Tag Archives | Apple

iPhones at Best Buy? Cool! Probably!

[Update on the post below: MacNN says it’s confirmed that Best Buy will start selling the iPhone in early September.)

AppleInsider is reporting that Best Buy may be about to announce that it will begin selling iPhones. I have no idea whether that’s true, but it’s certainly plausible enough: It’s safe to assume that the phone will eventually be available at venues other than Apple Stores and AT&T shops, and Best Buy is both the nation’s 800-pound gorilla of electronics retailing and one of the few places other than Apple Stores to stock a relatively generous selection of Apple products.

If the rumor pans out, it’s good news on a number of fronts. More choices when it comes to buying stuff are always better than fewer (even if the increased competition doesn’t result in the iPhone being available for less than $199, which I suspect it won’t). The more iPhones that are sold, the likely it is that software develpers and accessory manufacturers will jump on the bandwagon; that would be a boon to everyone who’s bought an iPhone anywhere.

And if the iPhone ends up sitting on a counter alongside other phones from multiple manufacturers and carriers, I think it’ll prompt Apple’s competitors to move even more quickly than they have been to try and match or exceed everything that’s good about the iPhone–its industrial design, its screen and interface, its media features, and, most of all, the fact that it’s a full-bodied software platform.
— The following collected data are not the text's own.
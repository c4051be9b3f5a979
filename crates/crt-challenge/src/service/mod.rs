//! Service Layer
//!
//! Issues challenges and verifies the challenges clients hand back.

mod challenge_service;

pub use challenge_service::{ChallengeService, IssuedChallenge};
For that reason, I hope that the iPhone lives in Best Buy’s phone section, rather than off with other Apple products.

(When CompUSA was a national chain with an “Apple shop” tucked in the corner of the showroom floor, Macs and other Apple products were segregated from more mass-market rivals. It’s quite possible that Apple insisted on this approach, but every CompUSA Apple shop I ever saw was a ghost town; I would have much rather have seen MacBooks and iMacs alongside machines from HP, Gateway, and Sony, where people who didn’t think they wanted a Mac might have discovered them.)

With the iPhone 3G’s current Apple-and-AT&T-only retail availability, the phone gets tender loving care unlike that of just about any consumer product I can think of. The Apple Store folks are able to devote huge resources to marketing and explaining the thing, which is obviously part of why it remains a phenomenon a month after it went on sale. (Just this last weekend, I saw a line of buyers snaking out of the Apple Store in the Fashion Show Mall on the Las Vegas Strip.) And while it’s far from the only phone at AT&T stores, it’s clearly the only superstar there, and receives a lot of TLC: When I walk into an AT&T shop, I’ve sometimes had a greeter suggest I look at iPhones the moment I cross the threshold.
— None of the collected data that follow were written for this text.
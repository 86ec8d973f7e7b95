//! Token issuance endpoint.

use axum::{extract::State, http::StatusCode, response::IntoResponse, Json};
use chrono::Duration;
use serde_json::json;

use super::{ensure_valid, JsonBody};
use crate::auth::verify_password;
use crate::db::DbError;
use crate::errors::AppError;
use crate::models::{validate_email, validate_password_plaintext, CredentialsRequest, Scope};
use crate::validator::Validator;
use crate::AppState;

/// Lifetime of an authentication token, in hours.
pub const AUTHENTICATION_TOKEN_HOURS: i64 = 24;

/// POST /v1/tokens/authentication - Exchange credentials for a bearer token.
pub async fn create_authentication_token(
    State(state): State<AppState>,
    JsonBody(request): JsonBody<CredentialsRequest>,
) -> Result<impl IntoResponse, AppError> {
    let mut v = Validator::new();
    validate_email(&mut v, &request.email);
    validate_password_plaintext(&mut v, &request.password);
    ensure_valid(v)?;

    let user = match state.repo.users.get_by_email(&request.email).await {
        Ok(user) => user,
        Err(DbError::NotFound) => return Err(AppError::InvalidCredentials),
        Err(e) => return Err(e.into()),
    };

    if !verify_password(request.password, user.password_hash.clone()).await? {
        return Err(AppError::InvalidCredentials);
    }

    let token = state
        .repo
        .tokens
        .new_token(user.id, Duration::hours(AUTHENTICATION_TOKEN_HOURS), Scope::Authentication)
        .await?;

    Ok((
        StatusCode::CREATED,
        Json(json!({ "authentication_token": token })),
    ))
}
My impulse was to be worried that Best Buy, or just about anyone other than Apple and AT&T, might struggle with the iPhone simply because mass-market retailers are usually so very bad at giving their customers actual authoritative advice about the products they hawk. That’s been an issue with other Apple products in the past, and was presumably a major reason why Apple made the surprising (and amazingly successful) decision to open its own stores. And while Best Buy apparently staffs at least some of its stores with dedicated Apple experts, the ones I’ve happened to visit have had Apple sections that looked like smaller, tidier versions of the ghost towns I remember from CompUSA.

But as I think about it, I’m not sure if the iPhone needs that much explaining. It’s more of an iPod than a Mac–a product that’s extraordinarily well-known, with benefits that are pretty easy to get without much explanation. The $199 price is competitive, too–there shouldn’t be any equivalent to scenarios in which someone looks at a $1100 MacBook and a $600 HP notebook and can’t grasp why the MacBook might be worth the dough.

So I’m hoping that Best Buy is indeed about to roll out the iPhone. But here’s what would please me even more: Amazon.com selling the iPhone. I can’t believe that the requirement that the phone be activated will keep it off the Web forever, and I don’t think anyone (aside from Apple) would do a better job of selling it on the Web.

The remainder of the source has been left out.